A recent survey of major payers found that 58% had executed an outcomes-based contract with a drug manufacturer in 2019, up from 24% in 2017.
The survey released Tuesday from the consulting firm Avalere shows that outcomes-based contracts, where the drugmaker is paid by an insurer based on the effectiveness of their product, are gaining steam despite concerns over regulatory hurdles. The survey updates prior versions conducted in 2017 and 2018.
Avalere’s survey of 50 health plans and pharmacy benefit managers found that 63% of payers with an outcomes-based contract are considering additional ones, and 26% of the respondents not in a contract are in talks to enter one.

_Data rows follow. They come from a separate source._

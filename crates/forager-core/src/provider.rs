//! The primary-to-fallback provider chain.
//!
//! The primary provider runs a hosted actor against the source's stored
//! input; the fallback does generic keyword/selector extraction against
//! the source URL. Fallback failures never escalate: they yield an empty
//! item set with the reason recorded.

use std::future::Future;

use serde_json::Value;

use crate::error::AppError;
use crate::source::Source;
use crate::traits::{RunLogger, RunStore};

/// Runs a hosted scraping actor and returns its dataset items.
pub trait ActorProvider: Send + Sync + Clone {
    fn run_actor(
        &self,
        actor_id: &str,
        input: &Value,
    ) -> impl Future<Output = Result<Vec<Value>, AppError>> + Send;
}

/// Best-effort generic extraction against a page URL.
pub trait FallbackProvider: Send + Sync + Clone {
    fn extract(&self, url: &str) -> impl Future<Output = Result<Vec<Value>, AppError>> + Send;
}

/// Which path produced the fetched items.
#[derive(Debug, Clone, PartialEq, Eq)]
pub enum FetchPath {
    Primary,
    Fallback,
    /// The primary failed and the fallback failed too; the run continues
    /// with zero items rather than aborting.
    FallbackFailed { reason: String },
}

/// Raw items plus the provenance of the fetch.
#[derive(Debug, Clone)]
pub struct FetchReport {
    pub items: Vec<Value>,
    pub via: FetchPath,
}

/// Fetches raw listings for a source: primary first, then the configured
/// fallback. `None` for either provider means that credential is not
/// configured.
#[derive(Clone)]
pub struct ProviderChain<P, B>
where
    P: ActorProvider,
    B: FallbackProvider,
{
    primary: Option<P>,
    fallback: Option<B>,
}

impl<P, B> ProviderChain<P, B>
where
    P: ActorProvider,
    B: FallbackProvider,
{
    pub fn new(primary: Option<P>, fallback: Option<B>) -> Self {
        Self { primary, fallback }
    }

    /// Fetch raw items for a source, logging every attempt so operators
    /// can reconstruct which path produced the data.
    ///
    /// - No primary token configured: fail immediately, no fallback.
    /// - Primary failure with a fallback configured: try the fallback.
    /// - Fallback failure: swallowed, empty item set.
    pub async fn fetch<R: RunStore>(
        &self,
        source: &Source,
        log: &RunLogger<R>,
    ) -> Result<FetchReport, AppError> {
        let Some(primary) = &self.primary else {
            return Err(AppError::ConfigError(
                "Provider API token required for scraping".into(),
            ));
        };

        if !source.is_actor_source() {
            return Err(AppError::ConfigError(format!(
                "Unsupported scraper type: {}",
                source.scraper_type
            )));
        }

        let actor_id = source.actor_id().ok_or_else(|| {
            AppError::ConfigError("Source config is missing actorId".into())
        })?;

        log.log(format!("Running actor: {actor_id}")).await;

        match primary.run_actor(actor_id, &source.actor_input()).await {
            Ok(items) => {
                log.log(format!("Actor returned {} items", items.len())).await;
                Ok(FetchReport {
                    items,
                    via: FetchPath::Primary,
                })
            }
            Err(err) if err.is_provider_failure() => {
                log.log(format!("Actor failed: {err}")).await;

                let Some(fallback) = &self.fallback else {
                    return Err(err);
                };

                log.log("Falling back to browser extraction...").await;
                match fallback.extract(&source.url).await {
                    Ok(items) => {
                        log.log(format!("Fallback returned {} items", items.len()))
                            .await;
                        Ok(FetchReport {
                            items,
                            via: FetchPath::Fallback,
                        })
                    }
                    Err(fallback_err) => {
                        log.log(format!("Fallback failed: {fallback_err}")).await;
                        Ok(FetchReport {
                            items: Vec::new(),
                            via: FetchPath::FallbackFailed {
                                reason: fallback_err.to_string(),
                            },
                        })
                    }
                }
            }
            Err(err) => Err(err),
        }
    }
}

“Payers are consistently seeing cost savings as a benefit of [outcomes-based contracts],” Avalere said. “Although the proportion of payers reporting cost savings as an advantage decreased slightly from 2018 (74% to 59%), this represents a substantial increase from 2017 (33%).”
However, many payers still are reporting implementation costs as an obstacle for entering into such contracts. Another major problem is hard-to-measure outcomes for the products.
Avalere also explored how payers want outcomes-based contracts to be structured. The preferred metrics for payers include symptom improvement and laboratory values.
“Payers report more willingness to enter [outcomes-based contracts] when manufacturers take on and share financial responsibility for clinical outcomes,” the survey added.
A majority of plans also use several ancillary services in a contract to improve effectiveness. The most popular is a patient adherence program with 62% of respondents.
Private insurers aren’t the only ones looking to outcomes-based care to lower drug costs. The Centers for Medicare & Medicaid Services is also looking into such an approach to lower the costs for high-price specialty drugs.